Quella bambola divenne il mio tesoro più caro; la portavo a scuola senza temere i compagni. Papà non tornò più, e i nonni non inviarono più alcun bonifico. Col tempo accettai che nella mia vita cerano solo mamma e io, ma ogni giorno sognavo il ritorno di papà, sperando che un giorno vedesse quanto ero cresciuta e ne fosse fiera.

Dopo la fine dellundicesimo anno, entrai nella facoltà di Medicina. Decisi di trovare papà a tutti i costi, perché volevo condividere con lui la notizia. Ricordavo più o meno lindirizzo del suo vecchio appartamento, dove avevo vissuto otto anni, e quello dei nonni, dove mi capitava di stare solo nei festivi. Senza dirlo a mamma, partii.

Allappartamento di papà mi aprì una donna sconosciuta, dicendo che non cerano più inquilini e che lei viveva lì da sette anni. Cercai di indagare, ma la donna sbatté la porta. I nonni non risposero al mio chiamare. Stavo per andarmene, quando si aprì la porta accanto e una signora anziana, con grandi occhiali, mi chiese:

Chi è?

Sono Sofia, la nipote di dei di Sergey.

La signora mi fissò un attimo e poi disse:

Sei loro nipote, devi sapere che sono morti da anni.

Mi arrossii.

Non lo sapevo i miei genitori si sono separati e io

Sì, sì. Divorziati Allora, tu sei Mariella?

Sì.

Vuoi vedere i nonni?

Volevo E anche papà.

La signora mi scrutò come se avesse capito tutto.

Tutti loro sono morti, per debiti. Il tuo padre è stato ucciso.

La notizia mi travolse, non riuscivo più a respirare.

Non ti fare del male, mi esclamò. Hai tutta la vita davanti. La madre è viva, vero?

Annuii.

Ti do gli indirizzi delle loro tombe, li ho scritti da qualche parte. Vai, parlane con loro, ti farà stare meglio.

Cercò a fondo nei cassetti, trovò un taccuino, mi dettò i numeri di sepoltura e il nome del cimitero. Ringraziai e mi misi subito in cammino, ma il timore mi bloccò quasi a metà strada.

Le tombe erano ricoperte da erbacce, trascurate. Rimuovo i rami, leggo le iscrizioni; erano tutte in fila, dietro una piccola recinzione. La data di morte corrispondeva a due giorni dopo lultima volta che avevo visto papà.

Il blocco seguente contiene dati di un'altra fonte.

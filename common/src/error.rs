use thiserror::Error;

/// Invalid or incomplete context parameters
///
/// Raised before any stack is constructed.
#[derive(Debug, Clone, PartialEq, Eq, Error)]
pub enum ConfigError {
    /// An optional stack is enabled but some of its parameters are not set
    #[error("{unit} is enabled but context parameters are missing: {}", .keys.join(", "))]
    MissingParameters { unit: String, keys: Vec<String> },

    #[error("invalid value {value:?} for {key}: {reason}")]
    InvalidValue {
        key: String,
        value: String,
        reason: String,
    },

    #[error("malformed context parameter {0:?}, expected key=value")]
    MalformedPair(String),

    #[error("unknown CI/CD tool {0:?}, expected one of github, gitlab, codepipeline")]
    UnknownVariant(String),
}

impl ConfigError {
    /// Merge two failures of separate stacks into one error
    ///
    /// Missing parameters are merged, otherwise missing parameters take precedence.
    pub(crate) fn combine(self, other: ConfigError) -> ConfigError {
        match (self, other) {
            (
                ConfigError::MissingParameters { unit, mut keys },
                ConfigError::MissingParameters {
                    unit: other_unit,
                    keys: other_keys,
                },
            ) => {
                for key in other_keys {
                    if !keys.contains(&key) {
                        keys.push(key);
                    }
                }

                ConfigError::MissingParameters {
                    unit: format!("{unit} and {other_unit}"),
                    keys,
                }
            }

            (missing @ ConfigError::MissingParameters { .. }, _)
            | (_, missing @ ConfigError::MissingParameters { .. }) => missing,

            (first, _) => first,
        }
    }
}

/// Failures while building the stack graph
#[derive(Debug, Clone, PartialEq, Eq, Error)]
pub enum ComposeError {
    #[error(transparent)]
    Config(#[from] ConfigError),

    #[error("stack {name} is defined more than once")]
    DuplicateStack { name: String },

    #[error("stack not found: {name}")]
    StackNotFound { name: String },

    #[error("stack {stack} has no output {output}")]
    OutputNotFound { stack: String, output: String },

    /// The path starts and ends with the same stack
    #[error("dependency cycle detected: {}", .path.join(" -> "))]
    DependencyCycle { path: Vec<String> },

    #[error("invalid stack name {name:?}: {reason}")]
    InvalidStackName { name: String, reason: String },
}

pub type ComposeResult<T> = Result<T, ComposeError>;
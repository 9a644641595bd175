pub(crate) mod context_file;

use common::{Context, Target};
use context_file::ContextFile;
use eyre::WrapErr;
use std::path::PathBuf;

/// Options shared by all commands
#[derive(clap::Args, Clone, Debug, Default)]
pub(crate) struct Global {
    /// Print structured JSON instead of plain text
    #[arg(long, global = true)]
    pub(crate) json: bool,

    /// Path to the context file [default: ./cicd-comparison.toml]
    #[arg(long, global = true)]
    pub(crate) config: Option<PathBuf>,

    /// Context parameter, overrides the context file, e.g. -c environment=prod
    #[arg(short = 'c', long = "context", global = true, value_parser = parse_context_pair)]
    pub(crate) context: Vec<(String, String)>,

    /// Target AWS account
    #[arg(long, global = true, env = "CDK_DEFAULT_ACCOUNT")]
    pub(crate) account: Option<String>,

    /// Target AWS region [default: ap-northeast-1]
    #[arg(long, global = true, env = "CDK_DEFAULT_REGION")]
    pub(crate) region: Option<String>,
}

impl Global {
    /// Context file values overlaid with the --context flags
    pub(crate) fn context(&self) -> eyre::Result<Context> {
        let mut context = match &self.config {
            Some(path) => ContextFile::from_path(path)?,
            None => ContextFile::from_dir(&std::env::current_dir().wrap_err("No working dir")?)?,
        };

        context.merge(self.context.iter().cloned().collect());

        log::debug!(
            "Context: {}",
            context
                .iter()
                .map(|(k, v)| format!("{k}={v}"))
                .collect::<Vec<_>>()
                .join(", ")
        );

        Ok(context)
    }

    pub(crate) fn target(&self) -> Result<Target, common::ConfigError> {
        Target::new(self.account.as_deref(), self.region.as_deref())
    }
}

#[cfg(test)]
impl Global {
    /// Options of a command run with the given `[context]` table written to a file in `dir`
    pub(crate) fn with_context_file(dir: &std::path::Path, context: &str, json: bool) -> Self {
        let path = dir.join(context_file::CONTEXT_FILE_NAME);
        std::fs::write(&path, format!("[context]\n{context}\n")).unwrap();

        Global {
            json,
            config: Some(path),
            ..Default::default()
        }
    }
}

fn parse_context_pair(pair: &str) -> Result<(String, String), common::ConfigError> {
    Context::parse_pair(pair)
}
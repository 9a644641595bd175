use crate::error::ConfigError;
use serde::{Deserialize, Serialize};
use std::collections::BTreeMap;

/// Recognized context parameter names
pub mod keys {
    pub const ENVIRONMENT: &str = "environment";
    pub const ENABLE_CODE_PIPELINE: &str = "enableCodePipeline";

    /// Older spelling of `enableCodePipeline`, used only when the latter is absent
    pub const ENABLE_PIPELINE: &str = "enablePipeline";

    pub const ENABLE_GITHUB_OIDC: &str = "enableGitHubOidc";
    pub const ENABLE_MONITORING: &str = "enableMonitoring";
    pub const GITHUB_OWNER: &str = "githubOwner";
    pub const GITHUB_REPO: &str = "githubRepo";
    pub const GITHUB_BRANCH: &str = "githubBranch";
    pub const GITHUB_CONNECTION_ARN: &str = "githubConnectionArn";
    pub const GITHUB_ORG: &str = "githubOrg";
}

/// Raw key-value context parameters
///
/// Values are kept as strings, the way they arrive from the command line.
#[derive(Debug, Clone, Default, PartialEq, Eq, Serialize, Deserialize)]
#[serde(transparent)]
pub struct Context {
    values: BTreeMap<String, String>,
}

impl Context {
    pub fn new() -> Self {
        Self::default()
    }

    pub fn with(mut self, key: &str, value: &str) -> Self {
        self.set(key, value);
        self
    }

    pub fn set(&mut self, key: &str, value: &str) {
        self.values.insert(key.to_string(), value.to_string());
    }

    /// Parse a `key=value` pair
    pub fn parse_pair(pair: &str) -> Result<(String, String), ConfigError> {
        match pair.split_once('=') {
            Some((key, value)) if !key.trim().is_empty() => {
                Ok((key.trim().to_string(), value.to_string()))
            }
            _ => Err(ConfigError::MalformedPair(pair.to_string())),
        }
    }

    /// Value of the parameter, blank values are treated as absent
    pub fn get(&self, key: &str) -> Option<&str> {
        self.values
            .get(key)
            .map(|value| value.trim())
            .filter(|value| !value.is_empty())
    }

    pub fn get_or<'a>(&'a self, key: &str, default: &'a str) -> &'a str {
        self.get(key).unwrap_or(default)
    }

    /// Opt-in flag, on only for the exact value "true"
    pub fn is_enabled(&self, key: &str) -> bool {
        self.values.get(key).is_some_and(|value| value == "true")
    }

    /// Opt-out flag, off only for the exact value "false"
    pub fn is_disabled(&self, key: &str) -> bool {
        self.values.get(key).is_some_and(|value| value == "false")
    }

    pub fn contains(&self, key: &str) -> bool {
        self.values.contains_key(key)
    }

    /// Overlay the other context, its values win
    pub fn merge(&mut self, other: Context) {
        self.values.extend(other.values);
    }

    pub fn iter(&self) -> impl Iterator<Item = (&str, &str)> {
        self.values.iter().map(|(k, v)| (k.as_str(), v.as_str()))
    }

    pub fn is_empty(&self) -> bool {
        self.values.is_empty()
    }
}

impl<K: Into<String>, V: Into<String>> FromIterator<(K, V)> for Context {
    fn from_iter<I: IntoIterator<Item = (K, V)>>(iter: I) -> Self {
        Self {
            values: iter
                .into_iter()
                .map(|(k, v)| (k.into(), v.into()))
                .collect(),
        }
    }
}
mod commands;
mod config;
mod error;
mod logger;
mod runner;
mod writer;

use crate::commands::Commands;
use crate::config::Global;
use crate::error::Error;
use crate::logger::Logger;
use crate::runner::{Runnable, Runner};
use crate::writer::Writer;
use clap::Parser;

#[derive(Parser)]
#[command(version, about, long_about = None)]
struct Cli {
    #[command(flatten)]
    global: Global,

    #[command(subcommand)]
    command: Commands,
}

/// Derive a runner from the command and run it
fn run(command: &impl Runnable, global: &Global, writer: &Writer) -> Result<(), Error> {
    command.runner(global, writer).run()
}

fn main() {
    Logger::init();

    let cli = Cli::parse();
    let writer = Writer::new(cli.global.json);

    // Match all commands here, in one place
    let result = match &cli.command {
        Commands::Synth(cmd) => run(cmd, &cli.global, &writer),
        Commands::List(cmd) => run(cmd, &cli.global, &writer),
        Commands::Plan(cmd) => run(cmd, &cli.global, &writer),
        Commands::Name(cmd) => run(cmd, &cli.global, &writer),
    };

    if let Err(error) = result {
        report(&error, &writer);

        // The Error should be used as a terminating error
        std::process::exit(1)
    }
}

/// Show a terminating error, as JSON in structured mode
fn report(error: &Error, writer: &Writer) {
    let shown = if writer.is_structured() {
        writer.json(&error.to_json())
    } else {
        writer.error(&format!(
            "\n{}\n{error}\n",
            console::style("Error").red().bold()
        ))
    };

    if shown.is_err() {
        eprintln!("{error}");
    }
}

Tornata a casa, mentre tremavo sul tram ruggine, mi venne in mente che papà non poteva avermi inviato quella bambola. La bambola, che custodivo gelosamente, era forse un regalo di mamma? Il rossore mi invase il viso, un nodo si impigliò in gola. Mi vergognai: il mio padre era stato solo un criminale che aveva distrutto la sua stessa famiglia. Per fortuna non vivevamo più tutti insieme, altrimenti la tragedia sarebbe stata più pesante.

Non raccontai a mamma del viaggio. Inventai di essere uscita con le amiche, poi la abbracciai, le dissi che la amavo e mentii ancora una volta:

Grazie di tutto.

Mamma mi guardò con gli occhi azzurri, un po velati dal tempo ma ancora vividi.

Io sapevo che quella bambola lavevi scelta tu, disse. Per questo lho sempre amata.

Le lacrime le rigarono le guance. Non provai più vergogna per la bugia, ma per tutti gli anni in cui avevo creduto che non ci fosse nulla di bello in lei, se non la bellezza che svaniva rapidamente.

Così ho imparato che la dignità non dipende dallaspetto o dal successo degli altri, ma dal coraggio di accettare le proprie radici, perdonare le imperfezioni e costruire, con amore, la propria vita. La vera ricchezza è la capacità di vedere il valore negli occhi di chi ci ama, anche quando il mondo ci tradisce.